As with my previous post, where I elaborated on my mental health according to each decade, here, I will go over how my social anxiety disorder came to be.

It began in college when I sought my Bachelor’s degree, which included numerous presentations, speech coursework, and one Acting class. I don’t remember why I chose that elective instead of the other options. In acting, I liked the preparatory exercises each day, and the journaling to the instructor assignments, but the acting itself was a genuine hardship. King Lear and Steel Magnolias scenes were my midterm and final. Oh my god, it’s difficult to even recollect.

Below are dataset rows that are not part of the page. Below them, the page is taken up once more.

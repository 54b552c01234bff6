//! DTO → domain model conversion with validation.

use crate::registry::IgnoreRegistry;

use super::config_dto::{PolicyDto, SpecialSubsetDto};
use super::model::{BannedDirectoryList, DirFragment, ModelError, SpecialSubset};
use super::Policy;

/// Errors during DTO → Policy conversion.
#[derive(Debug, thiserror::Error, miette::Diagnostic)]
pub enum LoadError {
    /// A field-level validation error.
    #[error("{context}: {source}")]
    #[diagnostic(code(decl_scope::policy::invalid))]
    Validation {
        /// Where the error occurred (e.g., "banned_directories[3]").
        context: String,
        /// The underlying model error.
        #[source]
        #[diagnostic_source]
        source: ModelError,
    },
}

/// Converts a `PolicyDto` into a validated `Policy`.
///
/// # Errors
///
/// Returns the first error encountered during conversion.
pub fn load(dto: PolicyDto) -> Result<Policy, LoadError> {
    let banned = dto
        .banned_directories
        .iter()
        .enumerate()
        .map(|(i, raw)| fragment(raw, || format!("banned_directories[{i}]")))
        .collect::<Result<Vec<_>, _>>()?;

    let special_subsets = dto
        .special_subsets
        .iter()
        .enumerate()
        .map(|(i, s)| convert_special_subset(s, i))
        .collect::<Result<Vec<_>, _>>()?;

    let ignored_types = names(dto.ignored_types, "ignored_types")?;
    let ignored_bases = names(dto.ignored_bases, "ignored_bases")?;

    let implementation_extensions = dto
        .implementation_extensions
        .into_iter()
        .enumerate()
        .map(|(i, ext)| {
            let ext = ext.trim().to_string();
            if ext.is_empty() {
                Err(LoadError::Validation {
                    context: format!("implementation_extensions[{i}]"),
                    source: ModelError::BlankExtension,
                })
            } else {
                Ok(ext)
            }
        })
        .collect::<Result<Vec<_>, _>>()?;

    let mock_suffix = Some(dto.mock_suffix.trim().to_string()).filter(|s| !s.is_empty());

    Ok(Policy::new(
        BannedDirectoryList::new(banned),
        special_subsets,
        IgnoreRegistry::new(ignored_types, ignored_bases),
    )
    .with_mock_suffix(mock_suffix)
    .with_implementation_extensions(implementation_extensions))
}

fn fragment(raw: &str, context: impl FnOnce() -> String) -> Result<DirFragment, LoadError> {
    DirFragment::new(raw).map_err(|e| LoadError::Validation {
        context: context(),
        source: e,
    })
}

fn convert_special_subset(dto: &SpecialSubsetDto, index: usize) -> Result<SpecialSubset, LoadError> {
    let ctx = format!("special-subset[{index}]");
    let directory = fragment(&dto.directory, || format!("{ctx}.directory"))?;
    let exempt = dto
        .exempt
        .iter()
        .enumerate()
        .map(|(j, raw)| fragment(raw, || format!("{ctx}.exempt[{j}]")))
        .collect::<Result<Vec<_>, _>>()?;
    Ok(SpecialSubset::new(directory, exempt))
}

fn names(raw: Vec<String>, list: &'static str) -> Result<Vec<String>, LoadError> {
    raw.into_iter()
        .enumerate()
        .map(|(i, name)| {
            let name = name.trim().to_string();
            if name.is_empty() {
                Err(LoadError::Validation {
                    context: format!("{list}[{i}]"),
                    source: ModelError::BlankName { list },
                })
            } else {
                Ok(name)
            }
        })
        .collect()
}

#[cfg(test)]
mod tests {
    use super::*;
    use crate::path::CanonicalPath;
    use crate::types::Classification;

    fn parse_and_load(toml_str: &str) -> Result<Policy, LoadError> {
        let dto: PolicyDto = toml::from_str(toml_str).unwrap();
        load(dto)
    }

    // -- Happy path --

    #[test]
    fn load_empty_document_matches_builtin() {
        let policy = parse_and_load("").unwrap();
        assert_eq!(policy, Policy::builtin());
    }

    #[test]
    fn load_normalizes_fragments() {
        let policy = parse_and_load(r#"banned_directories = ["vendor", "out\\gen"]"#).unwrap();
        let dirs: Vec<&str> = policy.banned_directories().iter().map(DirFragment::as_str).collect();
        assert_eq!(dirs, vec!["/out/gen/", "/vendor/"]);
    }

    #[test]
    fn load_custom_special_subset() {
        let policy = parse_and_load(
            r#"
banned_directories = []

[[special-subset]]
directory = "legacy"
exempt = ["legacy/core"]
"#,
        )
        .unwrap();

        assert_eq!(
            policy.classify(Some(&CanonicalPath::new("/src/legacy/ui/a.h")), false),
            Classification::SpecialSubset
        );
        assert_eq!(
            policy.classify(Some(&CanonicalPath::new("/src/legacy/core/a.h")), false),
            Classification::Internal
        );
    }

    #[test]
    fn blank_mock_suffix_disables_check() {
        let policy = parse_and_load(r#"mock_suffix = "  ""#).unwrap();
        assert_eq!(policy.mock_suffix(), None);
        assert!(!policy.is_mock_helper_name("FooMatcher"));
    }

    // -- Error cases --

    #[test]
    fn load_rejects_root_fragment() {
        let err = parse_and_load(r#"banned_directories = ["/third_party/", "/"]"#).unwrap_err();
        insta::assert_snapshot!(
            err.to_string(),
            @"banned_directories[1]: directory fragment `/` is empty and would match every path"
        );
    }

    #[test]
    fn load_rejects_blank_exemption() {
        let result = parse_and_load(
            r#"
[[special-subset]]
directory = "/legacy/"
exempt = [""]
"#,
        );
        assert!(matches!(
            result,
            Err(LoadError::Validation {
                source: ModelError::EmptyFragment { .. },
                ..
            })
        ));
    }

    #[test]
    fn load_rejects_blank_type_name() {
        let err = parse_and_load(r#"ignored_types = ["QuadF", " "]"#).unwrap_err();
        assert!(err.to_string().contains("ignored_types[1]"));
    }

    #[test]
    fn load_rejects_blank_extension() {
        let result = parse_and_load(r#"implementation_extensions = [".cc", ""]"#);
        assert!(matches!(
            result,
            Err(LoadError::Validation {
                source: ModelError::BlankExtension,
                ..
            })
        ));
    }
}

With King Lear, I had an angst-ridden, class-skipping cohort which left me in the lurch during on-stage practice sessions where the instructor filled in for him. However, I don’t know if that perfunctory student was worse than an acting major with a precisionist pace that led to palpable Steel Magnolia scene rehearsals. I spent moments in the restroom beforehand, popping Xanax to allow me the assertiveness to complement her rigorous retention of detail, dramatic capability, and goal.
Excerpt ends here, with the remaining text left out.